Farmer wanted a career in football but after breaking a finger and suffering from bad knees and then being expelled from night school, he took up music. Once the band were established, they decided to employ Terry Knight, who had also been a radio DJ in Detroit, as their manager. The first gig he got them was at the Atlanta Pop Festival where they played to 125,000 people for free. Some gig!
In 1971, they covered The Animals’ 1966 hit Inside-Looking Out, but in a slower tempo and altering a few lyrics, most notably the line ‘When my time is up be my rebirth, like I was worth on God’s green earth’ which became ‘When my time is up, you’ll be my reefer, life gets worse on God’s green earth’ sneaking in a drug reference.

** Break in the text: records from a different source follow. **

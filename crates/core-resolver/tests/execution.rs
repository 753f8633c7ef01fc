// Copyright Exograph, Inc. All rights reserved.
//
// Use of this software is governed by the Business Source License
// included in the LICENSE file at the root of this repository.
//
// As of the Change Date specified in that file, in accordance with
// the Business Source License, use of this software will be governed
// by the Apache License, Version 2.0.

use std::collections::HashMap;
use std::sync::Arc;

use indexmap::IndexMap;

use ingraph_core_model::annotation::{Annotation, names};
use ingraph_core_model::executable::{Handler, InvocationError};
use ingraph_core_model::mapping::MappingError;
use ingraph_core_model::operation::OperationKind;
use ingraph_core_model::type_algebra::{
    ClassDescriptor, GraphType, MemberDescriptor, ParameterDescriptor, TypeArena, TypeTemplate,
};
use ingraph_core_model::value::{Val, ValNumber};
use ingraph_core_model_builder::builder::operation_repository::OperationRegistry;
use ingraph_core_model_builder::builder::source_repository::OperationSourceRepository;
use ingraph_core_model_builder::config::BuildConfig;
use ingraph_core_resolver::converter::{OutputConverter, OutputConverterChain};
use ingraph_core_resolver::environment::ResolutionEnvironment;
use ingraph_core_resolver::{RequestContext, ResolutionError, SystemResolver};

fn build_system() -> SystemResolver {
    let mut arena = TypeArena::new();
    let int = arena.primitive("Int");
    let string = arena.primitive("String");
    let auth = arena.add_class(ClassDescriptor::new("AuthContext"));

    let user = arena.declare("User");
    arena.define(
        user,
        ClassDescriptor::new("User").member(
            MemberDescriptor::method("friends", TypeTemplate::array(TypeTemplate::Class(user)))
                .annotation(Annotation::new(names::QUERY))
                .param(
                    ParameterDescriptor::new("parent", TypeTemplate::Class(user))
                        .annotation(Annotation::new(names::SOURCE)),
                )
                // echo the injected parent back, so tests can observe it
                .handler(Handler::from_fn(|_, args| {
                    Ok(args.into_iter().next().unwrap_or(Val::Null))
                })),
        ),
    );

    let service = arena.add_class(
        ClassDescriptor::new("UserService")
            .member(
                MemberDescriptor::method("user_by_id", TypeTemplate::Class(user))
                    .annotation(Annotation::with_value(names::QUERY, "user"))
                    .param(ParameterDescriptor::new("id", TypeTemplate::Class(int)))
                    .handler(Handler::from_fn(|_, args| {
                        Ok(Val::Object(HashMap::from([
                            ("id".to_string(), args[0].clone()),
                            ("via".to_string(), Val::String("id".to_string())),
                        ])))
                    })),
            )
            .member(
                MemberDescriptor::method("user_by_name", TypeTemplate::Class(user))
                    .annotation(Annotation::with_value(names::QUERY, "user"))
                    .param(ParameterDescriptor::new("name", TypeTemplate::Class(string)))
                    .handler(Handler::from_fn(|_, args| {
                        Ok(Val::Object(HashMap::from([
                            ("name".to_string(), args[0].clone()),
                            ("via".to_string(), Val::String("name".to_string())),
                        ])))
                    })),
            )
            .member(
                MemberDescriptor::method("ping", TypeTemplate::Class(string))
                    .annotation(Annotation::new(names::QUERY))
                    .param(ParameterDescriptor::new("tag", TypeTemplate::Class(string)))
                    .handler(Handler::from_fn(|_, args| {
                        Ok(args.into_iter().next().unwrap_or(Val::Null))
                    })),
            )
            .member(
                MemberDescriptor::method("whoami", TypeTemplate::Class(string))
                    .annotation(Annotation::new(names::QUERY))
                    .param(
                        ParameterDescriptor::new("auth", TypeTemplate::Class(auth))
                            .annotation(Annotation::new(names::CONTEXT)),
                    )
                    .handler(Handler::from_fn(|_, args| Ok(args[0].clone()))),
            )
            .member(
                MemberDescriptor::method("greet", TypeTemplate::Class(string))
                    .annotation(Annotation::new(names::QUERY))
                    .handler(Handler::from_fn(|_, _| {
                        Ok(Val::String("hi".to_string()))
                    })),
            )
            .member(
                MemberDescriptor::method("limit", TypeTemplate::Class(int))
                    .annotation(Annotation::new(names::QUERY))
                    .param(
                        ParameterDescriptor::new("max", TypeTemplate::Class(int)).annotation(
                            Annotation::new(names::DEFAULT)
                                .param("value", Val::Number(ValNumber::I64(5))),
                        ),
                    )
                    .handler(Handler::from_fn(|_, args| Ok(args[0].clone()))),
            )
            .member(
                MemberDescriptor::method("boom", TypeTemplate::Class(string))
                    .annotation(Annotation::new(names::QUERY))
                    .handler(Handler::from_fn(|_, _| {
                        Err(InvocationError::failed("boom", "user code blew up"))
                    })),
            ),
    );

    let mut sources = OperationSourceRepository::new();
    sources.add_root(GraphType::class(service));
    sources.add_nested(GraphType::class(user));

    let registry = OperationRegistry::build(&sources, &arena, &BuildConfig::default()).unwrap();
    SystemResolver::new(registry, arena)
}

fn args(entries: &[(&str, Val)]) -> IndexMap<String, Val> {
    entries
        .iter()
        .map(|(key, value)| (key.to_string(), value.clone()))
        .collect()
}

#[tokio::test]
async fn overloads_dispatch_by_non_null_argument_names() {
    let system = build_system();
    let context = RequestContext::new();

    let by_id = system
        .resolve(
            &[],
            "user",
            OperationKind::Query,
            args(&[("id", Val::Number(ValNumber::I64(7)))]),
            None,
            &context,
        )
        .await
        .unwrap();
    assert_eq!(by_id.get("via"), Some(&Val::String("id".to_string())));
    assert_eq!(by_id.get("id"), Some(&Val::Number(ValNumber::I64(7))));

    let by_name = system
        .resolve(
            &[],
            "user",
            OperationKind::Query,
            args(&[("name", Val::String("x".to_string()))]),
            None,
            &context,
        )
        .await
        .unwrap();
    assert_eq!(by_name.get("via"), Some(&Val::String("name".to_string())));
}

#[tokio::test]
async fn dispatch_misses_are_unresolved_operation_errors() {
    let system = build_system();
    let context = RequestContext::new();

    let neither = system
        .resolve(&[], "user", OperationKind::Query, args(&[]), None, &context)
        .await;
    assert!(matches!(
        neither,
        Err(ResolutionError::UnresolvedOperation { .. })
    ));

    let both = system
        .resolve(
            &[],
            "user",
            OperationKind::Query,
            args(&[
                ("id", Val::Number(ValNumber::I64(7))),
                ("name", Val::String("x".to_string())),
            ]),
            None,
            &context,
        )
        .await;
    assert!(matches!(
        both,
        Err(ResolutionError::UnresolvedOperation { .. })
    ));

    // a null-valued argument does not count as supplied
    let null_name = system
        .resolve(
            &[],
            "user",
            OperationKind::Query,
            args(&[
                ("id", Val::Number(ValNumber::I64(7))),
                ("name", Val::Null),
            ]),
            None,
            &context,
        )
        .await
        .unwrap();
    assert_eq!(null_name.get("via"), Some(&Val::String("id".to_string())));
}

#[tokio::test]
async fn single_resolver_operations_dispatch_unconditionally() {
    let system = build_system();
    let context = RequestContext::new();

    // an unrelated argument name still selects the only resolver
    let result = system
        .resolve(
            &[],
            "ping",
            OperationKind::Query,
            args(&[("unrelated", Val::Bool(true))]),
            None,
            &context,
        )
        .await
        .unwrap();
    assert_eq!(result, Val::Null);

    let empty = system
        .resolve(&[], "ping", OperationKind::Query, args(&[]), None, &context)
        .await
        .unwrap();
    assert_eq!(empty, Val::Null);
}

#[tokio::test]
async fn nested_operations_receive_the_parent_result() {
    let system = build_system();
    let context = RequestContext::new();

    let parent = system
        .resolve(
            &[],
            "user",
            OperationKind::Query,
            args(&[("id", Val::Number(ValNumber::I64(7)))]),
            None,
            &context,
        )
        .await
        .unwrap();

    // the `parent` source argument is not part of the dispatch signature,
    // but the handler must receive the upstream object through injection
    let echoed = system
        .resolve(
            &["user"],
            "friends",
            OperationKind::Query,
            args(&[]),
            Some(&parent),
            &context,
        )
        .await
        .unwrap();
    assert_eq!(echoed, parent);
}

#[test_log::test(tokio::test)]
async fn context_arguments_bind_from_the_request_context() {
    let system = build_system();

    let context = RequestContext::new()
        .with("AuthContext", serde_json::json!({ "subject": "alice" }).into());
    let result = system
        .resolve(&[], "whoami", OperationKind::Query, args(&[]), None, &context)
        .await
        .unwrap();
    assert_eq!(
        result.get("subject"),
        Some(&Val::String("alice".to_string()))
    );

    let missing = system
        .resolve(
            &[],
            "whoami",
            OperationKind::Query,
            args(&[]),
            None,
            &RequestContext::new(),
        )
        .await;
    assert!(matches!(missing, Err(ResolutionError::Injection { .. })));
}

#[tokio::test]
async fn absent_arguments_fall_back_to_their_default() {
    let system = build_system();
    let context = RequestContext::new();

    let defaulted = system
        .resolve(&[], "limit", OperationKind::Query, args(&[]), None, &context)
        .await
        .unwrap();
    assert_eq!(defaulted, Val::Number(ValNumber::I64(5)));

    let supplied = system
        .resolve(
            &[],
            "limit",
            OperationKind::Query,
            args(&[("max", Val::Number(ValNumber::I64(9)))]),
            None,
            &context,
        )
        .await
        .unwrap();
    assert_eq!(supplied, Val::Number(ValNumber::I64(9)));
}

struct UppercaseConverter;

impl OutputConverter for UppercaseConverter {
    fn supports(&self, typ: &GraphType, arena: &TypeArena) -> bool {
        typ.raw().map(|id| arena[id].name == "String").unwrap_or(false)
    }

    fn convert_output(
        &self,
        original: Val,
        _typ: &GraphType,
        _env: &ResolutionEnvironment<'_>,
    ) -> Result<Val, MappingError> {
        match original {
            Val::String(s) => Ok(Val::String(s.to_uppercase())),
            other => Ok(other),
        }
    }
}

#[tokio::test]
async fn output_converters_run_first_match_wins() {
    let system = build_system()
        .with_output_converters(OutputConverterChain::new(vec![Arc::new(UppercaseConverter)]));
    let context = RequestContext::new();

    let result = system
        .resolve(&[], "greet", OperationKind::Query, args(&[]), None, &context)
        .await
        .unwrap();
    assert_eq!(result, Val::String("HI".to_string()));
}

#[test_log::test(tokio::test)]
async fn invocation_failures_are_wrapped_with_their_cause() {
    let system = build_system();
    let context = RequestContext::new();

    let error = system
        .resolve(&[], "boom", OperationKind::Query, args(&[]), None, &context)
        .await
        .unwrap_err();

    match &error {
        ResolutionError::Invocation { operation, source } => {
            assert_eq!(operation, "boom");
            assert!(std::error::Error::source(source).is_some());
        }
        other => panic!("expected an invocation error, got {other}"),
    }
}

#[tokio::test]
async fn unknown_operations_and_trails_are_not_found() {
    let system = build_system();
    let context = RequestContext::new();

    let missing = system
        .resolve(&[], "nope", OperationKind::Query, args(&[]), None, &context)
        .await;
    assert!(matches!(
        missing,
        Err(ResolutionError::OperationNotFound { .. })
    ));

    let bad_trail = system
        .resolve(
            &["nope"],
            "friends",
            OperationKind::Query,
            args(&[]),
            None,
            &context,
        )
        .await;
    assert!(matches!(
        bad_trail,
        Err(ResolutionError::OperationNotFound { .. })
    ));
}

The song itself is loosely based on a song called Rosie which was an African American Prison Work Song. In the 1920s and 30s prison camps, especially in the deep south like Mississippi, they had inmates who used to work for 12-15 hours a day chopping trees, cutting cane and shovelling gravel as well as other menial back-breaking jobs and to help them pass the time and get through the day, they would make up songs. Alan Lomax (the song’s co-writer) and his father John (an American teacher and musicologist) and gone to visit some of these prisons in the 1930s and Alan said, “These songs belong to the musical tradition which Africans brought to the New World, but they are also as American as the Mississippi River. They tell us the story of the slave gang, the sharecropper system, the lawless work camp, the chain gang, the pen.” Alan visited other prisons 10-12 years later and found much of the same work ethic but with the added heartbreak of prisoners having to endure harsh beatings and various other violent treatments. He visited more prisons as late as the 1970s and although some of the violence had lessened, they were still singing songs like Rosie which clearly has stood the test of time as a prisoner’s anthem. Given the circumstances Alan, who was involved with a number of other prison songs, decided not to release an album of them for about 10 years.
The Animals’ version ran to about three minutes and 40 seconds which was quite long for a mid-sixties song, but the Grand Funk version clocked in at a whopping nine and half minutes and thus to fill one side of a seven-inch single if had to play at 33 ⅓ rpm.
Grand Funk Railroad had problems with their manager and in March 1972 decided to sack him. In return, Knight began filing lawsuits for various things and it all got very ugly. The band employed an Attorney called John Eastman who was Linda McCartney’s father, to help sort the situation, however, in the interim period, they lost momentum. Once sorted they added a fourth member, organist Craig Frost, and in 1973 released the Todd Rundgren-produced album We’re An American Band of which the title track became their first of two American number one hits, the other, in 1974 was a blistering rock version of The Loco-motion.
The band broke up in 1976 with Farmer deciding to spend time with his family on his 1500-acre farm in Michigan whilst Brewer and Schacher formed Flint who released just one album before calling it a day.
They have made the occasional reunion but none as big as in 1997 when, for the first time in 20 years, the threesome were on stage together embarking on a world tour with a tri-city concert raising money for the Bosnain-American Relief Fund to provide money for the war-torn area.